#### What is needed
Throughout the entries below, report every line where "ScriptExporter" is found.

#### Records for processing
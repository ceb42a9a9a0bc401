//! Live database connections.

pub mod postgres;
pub mod tls;

pub use postgres::{ConnectionExporter, PgConnection, PgRowSink, PgRowSource};
pub use tls::{make_tls_connect, SslMode};
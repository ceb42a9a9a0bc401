//! DDL script generation and export.
//!
//! [`generate`] turns a metadata subtree into an ordered statement list for
//! one target dialect; [`export_scripts`] streams that list through a
//! [`ScriptExporter`].

pub mod context;
pub mod exporter;
pub mod generator;
pub mod render;
pub mod sequence;

pub use context::{GroupScriptsBy, ObjectKind, ScriptContext, ScriptKind};
pub use exporter::{
    export_scripts, CompositeExporter, FileExporter, ScriptExporter, StdoutExporter,
};
pub use generator::{generate, GeneratedScripts, GenerationScope};
pub use sequence::{non_referenced_sequence_scripts, SequenceCoverage};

#### Exercise response
//! [`ScriptExporter`].
    export_scripts, CompositeExporter, FileExporter, ScriptExporter, StdoutExporter,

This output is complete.